* TASK *
Return, from the material below, each line in which the word "RecordingServices" is present.

* DATA LISTING *
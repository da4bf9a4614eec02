//! StorageService: wires the components together and owns their lifecycle.

use std::sync::Arc;

use strum::IntoEnumIterator;
use tokio::sync::Mutex;
use tokio::task::JoinHandle;

use crate::config::StorageConfig;
use crate::error::StorageResult;
use crate::favorites::FavoritesIndex;
use crate::flows::{SharedFsFlowBus, shared_fs_flow_bus};
use crate::network::{
    CifsClient, NetworkStorageManager, NetworkTimings, ReconcilerHandle, SmbClient,
};
use crate::shares::{SambaPublisher, ServiceControl, ShareRegistry, SystemServices};
use crate::store::CollectionStore;
use crate::vfs::{BaseCategory, PathResolver};
use crate::watch::{FsWatcher, WatcherHandle};

/// Capacity of the filesystem event bus.
const FS_BUS_CAPACITY: usize = 1024;

/// Bases whose changes feed share and favorite pruning.
const WATCHED_BASES: &[BaseCategory] = &[BaseCategory::Home];

/// Tasks started by [`StorageService::start`].
struct Background {
    pruners: Vec<JoinHandle<()>>,
    reconciler: ReconcilerHandle,
    watcher: Option<WatcherHandle>,
}

/// The storage control plane.
pub struct StorageService {
    config: StorageConfig,
    resolver: Arc<PathResolver>,
    store: Arc<CollectionStore>,
    bus: SharedFsFlowBus,
    shares: Arc<ShareRegistry>,
    favorites: Arc<FavoritesIndex>,
    network: Arc<NetworkStorageManager>,
    /// Held across `start` and `shutdown` so they never interleave.
    background: Mutex<Option<Background>>,
}

impl std::fmt::Debug for StorageService {
    fn fmt(&self, f: &mut std::fmt::Formatter<'_>) -> std::fmt::Result {
        f.debug_struct("StorageService")
            .field("roots", &self.config.roots)
            .field("state_db", &self.config.state_db)
            .finish_non_exhaustive()
    }
}

impl StorageService {
    /// Build the service over explicit OS seams.
    ///
    /// Creates the base roots if missing and opens the state database.
    pub fn new(
        config: StorageConfig,
        smb: Arc<dyn SmbClient>,
        services: Arc<dyn ServiceControl>,
    ) -> StorageResult<Self> {
        let roots = config.roots.to_base_roots();
        for base in BaseCategory::iter() {
            std::fs::create_dir_all(roots.get(base))?;
        }

        let resolver = Arc::new(PathResolver::new(roots));
        let store = Arc::new(CollectionStore::open(&config.state_db)?);
        let publisher = Arc::new(SambaPublisher::new(config.samba.clone(), services));
        let shares = Arc::new(ShareRegistry::new(
            resolver.clone(),
            store.clone(),
            publisher,
        ));
        let favorites = Arc::new(FavoritesIndex::new(resolver.clone(), store.clone()));
        let network = Arc::new(NetworkStorageManager::new(
            resolver.clone(),
            store.clone(),
            smb,
            NetworkTimings::from(&config.network),
        ));

        Ok(Self {
            config,
            resolver,
            store,
            bus: shared_fs_flow_bus(FS_BUS_CAPACITY),
            shares,
            favorites,
            network,
            background: Mutex::new(None),
        })
    }

    /// Build the service over the system tools named in `config`.
    pub fn system(config: StorageConfig) -> StorageResult<Self> {
        let smb = Arc::new(CifsClient::new(config.network.clone()));
        let services = Arc::new(SystemServices::new(config.samba.clone()));
        Self::new(config, smb, services)
    }

    /// Restore published shares and start pruning, reconciliation and
    /// filesystem watching. Calling it twice is a no-op.
    pub async fn start(&self) -> StorageResult<()> {
        let mut background = self.background.lock().await;
        if background.is_some() {
            return Ok(());
        }

        if let Err(e) = self.shares.restore().await {
            tracing::warn!(error = %e, "failed to restore local shares");
        }

        let pruners = vec![
            self.shares.spawn_pruner(&self.bus),
            self.favorites.spawn_pruner(&self.bus),
        ];
        let reconciler = self.network.spawn_reconciler();
        let watcher = match FsWatcher::start(self.resolver.clone(), self.bus.clone(), WATCHED_BASES) {
            Ok(handle) => Some(handle),
            Err(e) => {
                tracing::warn!(error = %e, "filesystem watcher unavailable, pruning on events disabled");
                None
            }
        };

        *background = Some(Background {
            pruners,
            reconciler,
            watcher,
        });
        tracing::info!("storage service started");
        Ok(())
    }

    /// Stop background work, detach every network mount and stop the
    /// sharing daemons. Persisted records are kept.
    pub async fn shutdown(&self) -> StorageResult<()> {
        let mut background = self.background.lock().await;
        if let Some(bg) = background.take() {
            if let Some(watcher) = bg.watcher {
                watcher.stop();
            }
            bg.reconciler.stop().await;
            for task in bg.pruners {
                task.abort();
            }
        }

        let network = self.network.shutdown().await;
        let shares = self.shares.shutdown().await;
        drop(background);
        tracing::info!("storage service stopped");
        network.and(shares)
    }

    pub fn config(&self) -> &StorageConfig {
        &self.config
    }

    pub fn resolver(&self) -> &Arc<PathResolver> {
        &self.resolver
    }

    pub fn store(&self) -> &Arc<CollectionStore> {
        &self.store
    }

    /// Filesystem change bus. Other file operations publish here too.
    pub fn bus(&self) -> &SharedFsFlowBus {
        &self.bus
    }

    pub fn shares(&self) -> &Arc<ShareRegistry> {
        &self.shares
    }

    pub fn favorites(&self) -> &Arc<FavoritesIndex> {
        &self.favorites
    }

    pub fn network(&self) -> &Arc<NetworkStorageManager> {
        &self.network
    }
}

#[cfg(test)]
mod tests {
    use super::*;
    use crate::flows::FsFlow;
    use crate::store::SHARES_KEY;
    use crate::shares::{Daemon, ShareRecord};
    use crate::testing::{FakeSmbClient, RecordingServices, ServiceCall, storage_config};
    use crate::vfs::VirtualPath;
    use std::time::Duration;
    use tempfile::TempDir;

    fn service(dir: &TempDir) -> (StorageService, Arc<FakeSmbClient>) {
        let smb = Arc::new(FakeSmbClient::default());
        let service = StorageService::new(
            storage_config(dir.path()),
            smb.clone(),
            Arc::new(RecordingServices::default()),
        )
        .unwrap();
        (service, smb)
    }

    #[tokio::test]
    async fn test_new_creates_roots() {
        let dir = TempDir::new().unwrap();
        let (service, _) = service(&dir);
        for base in BaseCategory::iter() {
            assert!(service.resolver().root(base).is_dir(), "{base}");
        }
    }

    #[tokio::test]
    async fn test_bus_events_prune_shares() {
        let dir = TempDir::new().unwrap();
        let (service, _) = service(&dir);
        std::fs::create_dir_all(dir.path().join("home/docs")).unwrap();
        service.start().await.unwrap();
        service.shares().add_share("/Home/docs").await.unwrap();

        service.bus().publish(FsFlow::Deleted {
            path: VirtualPath::parse("/Home").unwrap(),
        });
        for _ in 0..100 {
            let stored: Vec<ShareRecord> = service.store().get(SHARES_KEY).unwrap();
            if stored.is_empty() {
                break;
            }
            tokio::time::sleep(Duration::from_millis(10)).await;
        }
        let stored: Vec<ShareRecord> = service.store().get(SHARES_KEY).unwrap();
        assert!(stored.is_empty());
        service.shutdown().await.unwrap();
    }

    #[tokio::test]
    async fn test_restart_remounts_network_shares() {
        let dir = TempDir::new().unwrap();
        let (service, smb) = service(&dir);
        smb.add_host("nas", "", "", &["media"]);
        service.start().await.unwrap();
        service
            .network()
            .add_network_share("nas", "media", "", "")
            .await
            .unwrap();
        let mount_point = dir.path().join("network/nas/media");
        assert!(mount_point.is_dir());

        service.shutdown().await.unwrap();
        assert!(!mount_point.exists());
        assert_eq!(smb.mount_count(), 0);
        drop(service);

        let restarted = StorageService::new(
            storage_config(dir.path()),
            smb.clone(),
            Arc::new(RecordingServices::default()),
        )
        .unwrap();
        assert!(!restarted.network().list().await.unwrap()[0].is_mounted);
        restarted.start().await.unwrap();
        tokio::time::sleep(Duration::from_millis(200)).await;
        assert!(restarted.network().list().await.unwrap()[0].is_mounted);
        restarted.shutdown().await.unwrap();
    }

    #[tokio::test]
    async fn test_concurrent_start_spawns_once() {
        let dir = TempDir::new().unwrap();
        let services = Arc::new(RecordingServices::default());
        let service = StorageService::new(
            storage_config(dir.path()),
            Arc::new(FakeSmbClient::default()),
            services.clone(),
        )
        .unwrap();
        std::fs::create_dir_all(dir.path().join("home/docs")).unwrap();
        service
            .store()
            .lock(SHARES_KEY)
            .await
            .write(&vec![ShareRecord {
                path: "/Home/docs".into(),
                name: "docs".into(),
                sharename: "docs".into(),
            }])
            .unwrap();

        let (a, b) = tokio::join!(service.start(), service.start());
        a.unwrap();
        b.unwrap();
        assert_eq!(
            services.take(),
            vec![
                ServiceCall::SetPassword("hearth".into()),
                ServiceCall::Start(Daemon::Sharing),
                ServiceCall::Start(Daemon::Discovery),
            ]
        );
        service.shutdown().await.unwrap();
    }
}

* ANSWER TO THIS TASK *
    use crate::testing::{FakeSmbClient, RecordingServices, ServiceCall, storage_config};
            Arc::new(RecordingServices::default()),
            Arc::new(RecordingServices::default()),
        let services = Arc::new(RecordingServices::default());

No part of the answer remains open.